Functional: What you want to do (by say, a series of logical steps that somewhat rely on each other, and are executed one-by-one)
Imperative (say, “traditional” C#): How you want (by a set of chained rules, functions, where each function has very known inputs and an output, and nothing else but them.)

Functional: No state and no side-effects
Imperative: Yes state and yes side-effects

And if you want to spend 5 more minutes, read these two great answers from StackOverflow.

Serverless Architecture

This one really threw me off. Again, I heard this term before, but I’ve now seen how a full-blown, globally scaled application, runs without PAAS / IAAS servers at all.

These are the principles:

  • Your app is a rich client app, built using your favorite JavaScript framework (Angular, React, Aurelia, whatever). It’s hosted on S3, GitHub Pages etc.
  • Everything your app needs is accessed by cloud services: Authentication (Auth0 and such), Database (Firebase), Cache and NoSQL (Redis, DynamoDB etc.), storage (S3, Azure Blob Storage). Your app consumes these services using regular HTTP calls and the API these services expose.
  • Other static assets are natively served by any of the wide variety of CDNs out there.
  • Your app’s logic, workflow and processes are implemented as Lambda functions – using services like Amazon Lambda, Azure Functions and the like.
  • You pay for what you use only.

Serverless is another form of abstraction beyond PAAS. With PAAS (Platform as a Service) someone takes care of IT / DevOps for you so you can concentrate on your app’s logic. But you still pay for all the time your machines are up (web and worker roles), even when they are idle. With Serverless, you only pay for exact usage. If you have fewer users and less traffic, you pay less processing time.
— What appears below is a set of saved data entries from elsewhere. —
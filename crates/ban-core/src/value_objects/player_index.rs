//! Player index - the engine's transient, session-scoped player slot

use std::fmt;

/// Engine-assigned player slot
///
/// Only valid while the player stays connected; the same person gets a
/// different index after reconnecting. Slot 0 is the world entity (server
/// console) and never belongs to a connected player.
#[derive(Debug, Clone, Copy, PartialEq, Eq, PartialOrd, Ord, Hash, Default)]
pub struct PlayerIndex(u32);

impl PlayerIndex {
    /// The world / server console slot
    pub const WORLD: Self = Self(0);

    #[inline]
    pub const fn new(index: u32) -> Self {
        Self(index)
    }

    #[inline]
    pub const fn get(self) -> u32 {
        self.0
    }

    /// Check if this is the world slot
    #[inline]
    pub const fn is_world(self) -> bool {
        self.0 == 0
    }
}

impl fmt::Display for PlayerIndex {
    fn fmt(&self, f: &mut fmt::Formatter<'_>) -> fmt::Result {
        write!(f, "{}", self.0)
    }
}

impl From<u32> for PlayerIndex {
    fn from(index: u32) -> Self {
        Self(index)
    }
}
//! `bans` table schema

use sqlx::SqlitePool;
use tracing::instrument;

/// DDL for the `bans` table
///
/// `AUTOINCREMENT` keeps ids strictly increasing even if rows are removed
/// by something outside this crate.
pub const CREATE_BANS_TABLE: &str = r"
CREATE TABLE IF NOT EXISTS bans (
    id          INTEGER PRIMARY KEY AUTOINCREMENT,
    target_id   BIGINT NOT NULL,
    admin_id    BIGINT,
    name        VARCHAR(128),
    start_date  DATETIME DEFAULT CURRENT_TIMESTAMP,
    stop_date   DATETIME,
    duration    INTEGER DEFAULT 0,
    reason      VARCHAR(256),
    ip_address  VARCHAR(32),
    server_id   INTEGER DEFAULT -1
)
";

/// Create the `bans` table if it is missing
///
/// An existing table is left untouched.
#[instrument(skip_all)]
pub async fn ensure_schema(pool: &SqlitePool) -> Result<(), sqlx::Error> {
    sqlx::query(CREATE_BANS_TABLE).execute(pool).await?;
    Ok(())
}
Now, programming for a Serverless architecture requires a mind shift and quite some changes in your code. So it doesn’t suit every project and everyone. It’s also quite new, so frameworks that provide some good out-of-the-box wrappers are just beginning to emerge. But it’s promising. I want to see in a year or two whether this will really catch as a hot trend or not.

Summary

There were some really great talks and I had to choose one on each time slot, so I’m looking forward to catching up with the others when their recordings will be available online. You definitely should follow that up. There were lots of other entertaining moments, like watching Scott Hanselman chatting with David Fowler (who was at home in the US) on Skype, spontaneously, while on stage; or Jon Skeet – after being asked to answer a question from Stack Overflow – starting by actually editing the question itself. There was a HoloLens demo… without a HoloLens device. Which is possible, apparently! Tips about video transcoding, doing REST in a right way and a lot more.